**About this exercise:** Your answer should be the lines below from the one holding "use tokio::sync::watch;" through the one holding "tokio::pin!(conn);", copied exactly and with nothing else.

_ _ _

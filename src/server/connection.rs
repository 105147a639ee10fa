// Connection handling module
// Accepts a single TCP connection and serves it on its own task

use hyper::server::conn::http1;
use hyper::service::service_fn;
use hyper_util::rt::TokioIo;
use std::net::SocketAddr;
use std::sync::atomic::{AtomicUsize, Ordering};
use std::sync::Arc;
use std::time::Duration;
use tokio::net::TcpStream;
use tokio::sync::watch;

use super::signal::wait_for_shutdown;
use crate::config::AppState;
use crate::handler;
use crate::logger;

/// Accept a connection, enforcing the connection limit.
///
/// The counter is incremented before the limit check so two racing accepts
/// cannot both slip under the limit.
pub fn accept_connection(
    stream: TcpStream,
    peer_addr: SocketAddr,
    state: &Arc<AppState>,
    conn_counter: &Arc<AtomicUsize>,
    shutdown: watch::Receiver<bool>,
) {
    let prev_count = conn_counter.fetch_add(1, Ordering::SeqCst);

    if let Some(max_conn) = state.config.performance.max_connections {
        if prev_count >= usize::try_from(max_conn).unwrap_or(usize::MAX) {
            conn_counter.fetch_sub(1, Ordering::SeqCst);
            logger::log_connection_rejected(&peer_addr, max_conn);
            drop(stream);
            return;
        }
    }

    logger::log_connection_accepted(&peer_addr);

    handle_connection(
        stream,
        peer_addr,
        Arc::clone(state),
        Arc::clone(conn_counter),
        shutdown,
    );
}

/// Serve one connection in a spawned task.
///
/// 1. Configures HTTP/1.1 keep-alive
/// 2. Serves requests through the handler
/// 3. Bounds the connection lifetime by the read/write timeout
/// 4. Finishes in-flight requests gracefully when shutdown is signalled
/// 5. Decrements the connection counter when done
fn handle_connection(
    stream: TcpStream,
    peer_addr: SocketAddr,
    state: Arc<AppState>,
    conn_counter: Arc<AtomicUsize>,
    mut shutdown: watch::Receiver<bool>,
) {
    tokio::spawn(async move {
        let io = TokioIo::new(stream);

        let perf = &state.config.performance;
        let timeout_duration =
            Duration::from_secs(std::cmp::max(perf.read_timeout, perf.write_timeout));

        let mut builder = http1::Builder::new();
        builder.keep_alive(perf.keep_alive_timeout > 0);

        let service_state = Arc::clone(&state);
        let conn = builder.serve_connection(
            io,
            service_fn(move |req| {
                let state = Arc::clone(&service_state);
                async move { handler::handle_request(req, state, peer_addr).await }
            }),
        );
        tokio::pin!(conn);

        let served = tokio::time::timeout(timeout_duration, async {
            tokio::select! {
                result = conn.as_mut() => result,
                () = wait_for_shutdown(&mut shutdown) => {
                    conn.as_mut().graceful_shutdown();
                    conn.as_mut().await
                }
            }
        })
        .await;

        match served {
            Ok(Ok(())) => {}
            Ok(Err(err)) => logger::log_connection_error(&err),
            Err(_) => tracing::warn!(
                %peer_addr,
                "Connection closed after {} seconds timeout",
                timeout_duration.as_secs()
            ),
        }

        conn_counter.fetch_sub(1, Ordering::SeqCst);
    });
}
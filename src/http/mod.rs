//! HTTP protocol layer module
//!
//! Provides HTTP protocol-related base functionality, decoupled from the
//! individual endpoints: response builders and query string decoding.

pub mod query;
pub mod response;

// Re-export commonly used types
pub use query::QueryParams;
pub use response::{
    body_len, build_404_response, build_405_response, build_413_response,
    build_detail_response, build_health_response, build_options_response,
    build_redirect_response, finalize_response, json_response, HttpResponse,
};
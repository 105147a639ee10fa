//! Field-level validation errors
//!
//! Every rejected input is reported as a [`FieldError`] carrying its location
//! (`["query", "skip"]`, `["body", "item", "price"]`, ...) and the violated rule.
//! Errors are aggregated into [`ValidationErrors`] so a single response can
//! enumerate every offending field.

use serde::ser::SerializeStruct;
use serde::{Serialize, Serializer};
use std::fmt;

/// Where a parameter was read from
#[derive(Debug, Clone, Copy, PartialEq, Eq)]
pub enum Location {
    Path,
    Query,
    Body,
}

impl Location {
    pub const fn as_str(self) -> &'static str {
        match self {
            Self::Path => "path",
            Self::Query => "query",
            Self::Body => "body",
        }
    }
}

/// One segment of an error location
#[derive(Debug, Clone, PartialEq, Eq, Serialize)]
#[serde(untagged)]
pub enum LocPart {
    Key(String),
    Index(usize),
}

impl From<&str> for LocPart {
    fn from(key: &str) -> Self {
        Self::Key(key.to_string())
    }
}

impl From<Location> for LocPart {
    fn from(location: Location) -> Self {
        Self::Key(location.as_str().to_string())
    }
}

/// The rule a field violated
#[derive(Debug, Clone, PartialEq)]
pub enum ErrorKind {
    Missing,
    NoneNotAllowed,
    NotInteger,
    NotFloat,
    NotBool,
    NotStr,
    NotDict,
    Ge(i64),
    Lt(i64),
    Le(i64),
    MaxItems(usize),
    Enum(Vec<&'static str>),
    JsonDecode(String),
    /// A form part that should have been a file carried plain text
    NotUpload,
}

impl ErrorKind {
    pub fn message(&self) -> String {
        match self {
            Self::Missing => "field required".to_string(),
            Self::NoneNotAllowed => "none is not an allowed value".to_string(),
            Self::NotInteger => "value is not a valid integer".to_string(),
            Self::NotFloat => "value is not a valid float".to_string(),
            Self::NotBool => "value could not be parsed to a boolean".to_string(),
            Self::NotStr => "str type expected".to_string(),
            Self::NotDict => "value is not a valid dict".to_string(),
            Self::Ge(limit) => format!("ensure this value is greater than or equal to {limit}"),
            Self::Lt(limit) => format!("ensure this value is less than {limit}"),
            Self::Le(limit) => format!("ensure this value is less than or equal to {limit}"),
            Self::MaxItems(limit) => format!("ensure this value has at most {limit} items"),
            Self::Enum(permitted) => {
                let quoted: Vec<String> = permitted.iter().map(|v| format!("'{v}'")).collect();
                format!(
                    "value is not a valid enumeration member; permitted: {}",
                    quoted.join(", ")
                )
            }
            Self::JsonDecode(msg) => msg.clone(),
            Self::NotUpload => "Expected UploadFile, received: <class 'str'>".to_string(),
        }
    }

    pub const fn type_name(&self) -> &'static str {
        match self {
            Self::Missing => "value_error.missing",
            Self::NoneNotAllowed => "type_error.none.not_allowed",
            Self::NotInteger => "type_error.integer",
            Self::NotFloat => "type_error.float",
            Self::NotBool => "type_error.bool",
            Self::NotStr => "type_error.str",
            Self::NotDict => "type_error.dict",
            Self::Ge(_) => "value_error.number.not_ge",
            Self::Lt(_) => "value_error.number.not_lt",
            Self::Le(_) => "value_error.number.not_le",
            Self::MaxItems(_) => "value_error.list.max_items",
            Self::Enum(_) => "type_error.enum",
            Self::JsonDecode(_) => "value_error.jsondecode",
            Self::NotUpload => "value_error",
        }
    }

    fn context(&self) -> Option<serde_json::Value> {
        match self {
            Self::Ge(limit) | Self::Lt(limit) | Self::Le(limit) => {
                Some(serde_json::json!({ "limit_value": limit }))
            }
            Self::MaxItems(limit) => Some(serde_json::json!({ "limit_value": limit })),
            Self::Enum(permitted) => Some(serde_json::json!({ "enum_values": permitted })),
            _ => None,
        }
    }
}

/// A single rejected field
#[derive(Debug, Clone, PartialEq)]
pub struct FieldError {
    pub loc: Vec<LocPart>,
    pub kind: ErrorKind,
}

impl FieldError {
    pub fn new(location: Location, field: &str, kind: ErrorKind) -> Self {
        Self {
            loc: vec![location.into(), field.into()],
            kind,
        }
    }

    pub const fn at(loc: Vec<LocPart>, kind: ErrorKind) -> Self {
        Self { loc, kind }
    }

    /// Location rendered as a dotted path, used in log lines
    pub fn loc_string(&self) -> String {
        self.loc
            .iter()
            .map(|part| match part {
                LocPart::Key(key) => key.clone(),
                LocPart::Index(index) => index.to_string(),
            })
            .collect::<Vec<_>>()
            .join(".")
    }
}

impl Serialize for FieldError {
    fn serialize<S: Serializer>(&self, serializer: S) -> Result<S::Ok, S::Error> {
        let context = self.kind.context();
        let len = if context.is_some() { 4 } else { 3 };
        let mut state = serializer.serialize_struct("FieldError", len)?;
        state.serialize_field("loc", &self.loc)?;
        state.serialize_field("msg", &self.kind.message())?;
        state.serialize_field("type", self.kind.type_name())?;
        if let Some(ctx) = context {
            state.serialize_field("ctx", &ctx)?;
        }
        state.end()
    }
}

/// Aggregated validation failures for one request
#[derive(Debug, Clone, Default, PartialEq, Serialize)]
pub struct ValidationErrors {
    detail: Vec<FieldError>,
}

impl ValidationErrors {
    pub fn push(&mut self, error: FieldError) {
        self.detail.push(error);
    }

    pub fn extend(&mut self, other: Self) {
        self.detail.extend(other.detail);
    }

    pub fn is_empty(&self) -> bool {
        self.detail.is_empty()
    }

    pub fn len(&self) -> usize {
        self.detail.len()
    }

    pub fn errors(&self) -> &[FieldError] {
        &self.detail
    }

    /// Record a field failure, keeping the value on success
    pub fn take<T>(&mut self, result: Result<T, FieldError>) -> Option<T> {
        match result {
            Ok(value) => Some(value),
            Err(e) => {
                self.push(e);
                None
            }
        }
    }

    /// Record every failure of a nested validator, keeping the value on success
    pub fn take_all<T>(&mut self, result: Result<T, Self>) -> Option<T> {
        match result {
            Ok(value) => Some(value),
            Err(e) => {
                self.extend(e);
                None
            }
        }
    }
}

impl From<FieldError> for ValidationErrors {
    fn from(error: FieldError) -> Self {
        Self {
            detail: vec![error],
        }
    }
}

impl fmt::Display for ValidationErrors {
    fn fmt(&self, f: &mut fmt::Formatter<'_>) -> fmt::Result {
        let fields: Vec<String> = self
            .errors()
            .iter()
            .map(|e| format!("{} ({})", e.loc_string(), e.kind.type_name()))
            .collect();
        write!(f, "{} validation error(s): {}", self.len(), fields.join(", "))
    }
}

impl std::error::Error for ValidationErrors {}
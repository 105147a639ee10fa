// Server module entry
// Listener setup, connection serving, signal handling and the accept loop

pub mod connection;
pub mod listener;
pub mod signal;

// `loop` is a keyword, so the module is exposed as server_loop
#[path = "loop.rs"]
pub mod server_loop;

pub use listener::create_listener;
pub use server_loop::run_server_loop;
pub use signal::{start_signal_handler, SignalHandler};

_ _ _

**Output for this task:**
use tokio::sync::watch;

use super::signal::wait_for_shutdown;
use crate::config::AppState;
use crate::handler;
use crate::logger;

/// Accept a connection, enforcing the connection limit.
///
/// The counter is incremented before the limit check so two racing accepts
/// cannot both slip under the limit.
pub fn accept_connection(
    stream: TcpStream,
    peer_addr: SocketAddr,
    state: &Arc<AppState>,
    conn_counter: &Arc<AtomicUsize>,
    shutdown: watch::Receiver<bool>,
) {
    let prev_count = conn_counter.fetch_add(1, Ordering::SeqCst);

    if let Some(max_conn) = state.config.performance.max_connections {
        if prev_count >= usize::try_from(max_conn).unwrap_or(usize::MAX) {
            conn_counter.fetch_sub(1, Ordering::SeqCst);
            logger::log_connection_rejected(&peer_addr, max_conn);
            drop(stream);
            return;
        }
    }

    logger::log_connection_accepted(&peer_addr);

    handle_connection(
        stream,
        peer_addr,
        Arc::clone(state),
        Arc::clone(conn_counter),
        shutdown,
    );
}

/// Serve one connection in a spawned task.
///
/// 1. Configures HTTP/1.1 keep-alive
/// 2. Serves requests through the handler
/// 3. Bounds the connection lifetime by the read/write timeout
/// 4. Finishes in-flight requests gracefully when shutdown is signalled
/// 5. Decrements the connection counter when done
fn handle_connection(
    stream: TcpStream,
    peer_addr: SocketAddr,
    state: Arc<AppState>,
    conn_counter: Arc<AtomicUsize>,
    mut shutdown: watch::Receiver<bool>,
) {
    tokio::spawn(async move {
        let io = TokioIo::new(stream);

        let perf = &state.config.performance;
        let timeout_duration =
            Duration::from_secs(std::cmp::max(perf.read_timeout, perf.write_timeout));

        let mut builder = http1::Builder::new();
        builder.keep_alive(perf.keep_alive_timeout > 0);

        let service_state = Arc::clone(&state);
        let conn = builder.serve_connection(
            io,
            service_fn(move |req| {
                let state = Arc::clone(&service_state);
                async move { handler::handle_request(req, state, peer_addr).await }
            }),
        );
        tokio::pin!(conn);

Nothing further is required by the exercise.